Information Participative

Médias Citoyens Diois continu !

Retrouvez-nous sur notre nouveau site :

http://mediascitoyens-diois.info

mardi 5 février 2013

Les bétonneurs nous emmurerons toutes et tous...



L’Organisation Todt, l’arme béton d’Hitler
Occupation : Avec la collaboration de nombreuses entreprises françaises, Hitler fait construire le Mur de l’Atlantique. Le maître d’œuvre de ce projet titanesque est l’Organisation Todt, véritable «Etat dans l’Etat».
Propos recueillis par Pascal Fleury
Lorsque Adolf Hitler décide de construire le Mur de l’Atlantique, en décembre 1941, son intention est double: protéger ses arrières tant que le gros de la Wehrmacht est encore engagé dans une lutte à mort sur le front russe, et dissuader les Alliés occidentaux de lancer une attaque sur l’autre front. Exigeant «une ligne de feu continue infranchissable», des Pyrénées à la mer du Nord, le Führer fait appel à la puissante Organisation Todt (OT), qui fut active sur tous les fronts pendant la Seconde Guerre mondiale. Les explications de l’historien français Rémy Desquesnes, auteur d’une thèse sur les défenses allemandes et spécialiste du Mur de l’Atlantique, un thème sur lequel il a écrit de nombreux ouvrages 1 .
Qui était Fritz Todt, dont l’organisation fut le maître d’œuvre du Mur de l’Atlantique?
Rémy Desquesnes:
Fritz Todt  était à l’origine un ingénieur des travaux publics et l’un des premiers compagnons d’Hitler. Il faisait partie du cercle des familiers du Führer. Il a d’abord été chargé par le dictateur de donner du travail aux millions d’Allemands alors au chômage en raison de la crise qui avait atteint le pays, depuis 1929. Grâce à la loi sur le service dû à l’Etat, il a pu mobiliser les plus grandes entreprises de travaux publics du Reich et ouvrir le chantier de construction des 3000 kilomètres d’autoroutes allemandes.
Au début de 1938, Todt, avec son organisation, a été chargé de construire, face à la ligne Maginot, le Westwall, que les Français baptiseront ligne Siegfried, un système qui compta au début des hostilités plus de 20 000 blocs de béton. Lorsque Fritz Todt meurt dans un accident en février 1942, l’architecte Albert Speer lui succède. Nommé ministre de la Production de guerre, Speer n’exerçait en fait pas directement le commandement de l’OT. C’est un autre ingénieur du parti nazi, Franz Xaver Dorsch, un grand rival de Speer, qui dirige l’organisation, devenue depuis la mort de Todt un département du Ministère de la
production de guerre.
Quelles étaient les compétences de l’Organisation Todt?
En fait, l’Organisation Todt n’était pas une gigantesque entreprise de travaux publics, mais l’agence officielle de construction du gouvernement du Reich.

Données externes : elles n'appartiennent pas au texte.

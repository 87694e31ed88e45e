//! Certificate inspection through the `openssl x509` command
//!
//! `openssl x509 -noout -text` prints the SAN extension as
//!
//! ```text
//!             X509v3 Subject Alternative Name:
//!                 DNS:*.example.com, DNS:example.com
//! ```
//!
//! and `-startdate` / `-enddate` print `notBefore=Apr 17 14:13:41 2024 GMT`.
//! Dates are always English month abbreviations in GMT, independent of the
//! host locale.

use std::path::{Path, PathBuf};

use async_trait::async_trait;
use chrono::NaiveDateTime;
use tokio::process::Command;
use tracing::trace;

use super::{CertificateInspector, InspectionError, ValidityWindow};

/// Header line preceding the SAN entries in `-text` output
const SAN_HEADER: &str = "X509v3 Subject Alternative Name";

/// Date layout used by `openssl x509 -startdate/-enddate`
const OPENSSL_DATE_FORMAT: &str = "%b %d %H:%M:%S %Y GMT";

/// Inspects certificates by invoking the `openssl` binary
#[derive(Debug, Clone)]
pub struct OpensslInspector {
    binary: PathBuf,
}

impl Default for OpensslInspector {
    fn default() -> Self {
        Self {
            binary: PathBuf::from("openssl"),
        }
    }
}

impl OpensslInspector {
    pub fn new() -> Self {
        Self::default()
    }

    /// Use a specific openssl binary
    pub fn with_binary(binary: impl Into<PathBuf>) -> Self {
        Self {
            binary: binary.into(),
        }
    }

    /// Run `openssl x509 -in <path> -noout <flag>` and return stdout
    async fn x509(&self, path: &Path, flag: &str) -> Result<String, InspectionError> {
        if !path.exists() {
            return Err(InspectionError::Read {
                path: path.to_path_buf(),
                source: std::io::Error::new(std::io::ErrorKind::NotFound, "file not found"),
            });
        }

        trace!(binary = %self.binary.display(), path = %path.display(), flag, "Running openssl");

        let output = Command::new(&self.binary)
            .arg("x509")
            .arg("-in")
            .arg(path)
            .arg("-noout")
            .arg(flag)
            .output()
            .await
            .map_err(|e| InspectionError::Tool {
                path: path.to_path_buf(),
                message: format!("failed to run {}: {}", self.binary.display(), e),
            })?;

        if !output.status.success() {
            return Err(InspectionError::InvalidCertificate {
                path: path.to_path_buf(),
                message: String::from_utf8_lossy(&output.stderr).trim().to_string(),
            });
        }

        Ok(String::from_utf8_lossy(&output.stdout).into_owned())
    }
}

#[async_trait]
impl CertificateInspector for OpensslInspector {
    async fn subject_names(&self, path: &Path) -> Result<Vec<String>, InspectionError> {
        let text = self.x509(path, "-text").await?;
        Ok(parse_dns_names(&text))
    }

    async fn validity_window(&self, path: &Path) -> Result<ValidityWindow, InspectionError> {
        let start = self.x509(path, "-startdate").await?;
        let end = self.x509(path, "-enddate").await?;

        Ok(ValidityWindow {
            start: parse_openssl_date(&start)?,
            end: parse_openssl_date(&end)?,
        })
    }
}

/// Extract DNS names from `openssl x509 -text` output, in order
///
/// Only the line following the SAN header is considered, so `DNS:` text
/// elsewhere (e.g. in a subject) is ignored. Non-DNS entries such as
/// `IP Address:` are skipped.
pub fn parse_dns_names(text: &str) -> Vec<String> {
    let mut names = Vec::new();
    let mut lines = text.lines();

    while let Some(line) = lines.next() {
        if !line.contains(SAN_HEADER) {
            continue;
        }
        if let Some(entries) = lines.next() {
            names.extend(
                entries
                    .split(',')
                    .filter_map(|entry| entry.trim().strip_prefix("DNS:"))
                    .map(|name| name.trim().to_string())
                    .filter(|name| !name.is_empty()),
            );
        }
    }

    names
}

/// Parse a `notBefore=` / `notAfter=` line into Unix seconds
pub fn parse_openssl_date(line: &str) -> Result<i64, InspectionError> {
    let value = line.trim();
    let value = value
        .strip_prefix("notBefore=")
        .or_else(|| value.strip_prefix("notAfter="))
        .unwrap_or(value);

    // Single-digit days are space padded ("Jan  2"); collapse the run
    let normalized = value.split_whitespace().collect::<Vec<_>>().join(" ");

    NaiveDateTime::parse_from_str(&normalized, OPENSSL_DATE_FORMAT)
        .map(|dt| dt.and_utc().timestamp())
        .map_err(|e| InspectionError::InvalidDate {
            value: value.to_string(),
            message: e.to_string(),
        })
}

A ce titre, puisqu’elle était chargée d’une mission prioritaire, elle disposait d’une place privilégiée au sein du gouvernement: son chef avait le statut d’un ministre ordinaire mais il ne rendait des comptes qu’au Führer. Echappant au contrôle de l’administration officielle, l’OT ne dépendait pour son budget que de la chancellerie du Reich.
A noter que l’OT conservait le statut d’une organisation civile, bien que l’essentiel de ses travaux ait été effectué pour le commandement de l’armée. En toute logique, dans la mesure où, à partir de septembre 1939, l’OT ne faisait qu’effectuer des travaux pour la Wehrmacht, elle aurait dû être soumise au commandement de l’armée. Ce statut hybride va entraîner de perpétuels tiraillements entre les ingénieurs civils de l’OT et le donneur d’ordre, à savoir l’armée. A vrai dire, l’OT est progressivement devenue un «Etat dans l’Etat»:  c’est l’enfant gâté du parti mais un enfant d’une incroyable efficacité.
L’Organisation Todt était présente sur tous les fronts...
Pendant le conflit, l’Organisation Todt montrera une inlassable activité: elle agira sur tous les théâtres d’opérations (Ouest, Est, Italie, Balkans…). Elle construira des routes, ponts, emplacements de batteries d’artillerie, abris pour sous-marins, aérodromes, galeries souterraines, bunkers ou ouvrages fortifiés, bases de lancement de fusées. Elle réparera canaux, ponts, barrages hydroélectriques, et mettra à écartement standard des centaines de kilomètres de voies ferrées sur le front russe. L’ingénieur Todt avait même prévu, une fois la victoire acquise, de prolonger le réseau routier du Reich jusqu’à la côte atlantique, de relier par une grande route le cap Nord à Constantinople et de creuser un second canal de Suez à travers le Bassin aquitain, reliant l’Atlantique à la Méditerranée.
Le long des côtes françaises, l’Organisation Todt a veillé à la construction rapide du Mur de l’Atlantique, que le cinéaste Jérôme Prieur a qualifié de «monument de la collaboration» 2.
Dans quelle mesure les entreprises françaises ont-elles collaboré à la construction des bunkers?
C’est une question délicate. Il  n’y a pas de statistiques précises relatives au nombre d’entreprises de construction qui ont travaillé pour les Allemands durant la guerre. La seule approximation que l’on ait est fournie dans un document figurant dans les archives britanniques à l’Imperial War Museum. Dans ce compte-rendu d’interrogatoire des anciens dirigeants de l’Organisation Todt, réalisé juste après la fin de la guerre, Franz Xaver Dorsch déclare qu’entre «1000 et 1500» entreprises françaises avaient passé contrat avec l’OT. En réalité, pendant longtemps, les entreprises françaises n’ont pu être que sous-traitantes des grosses firmes de travaux publics germaniques.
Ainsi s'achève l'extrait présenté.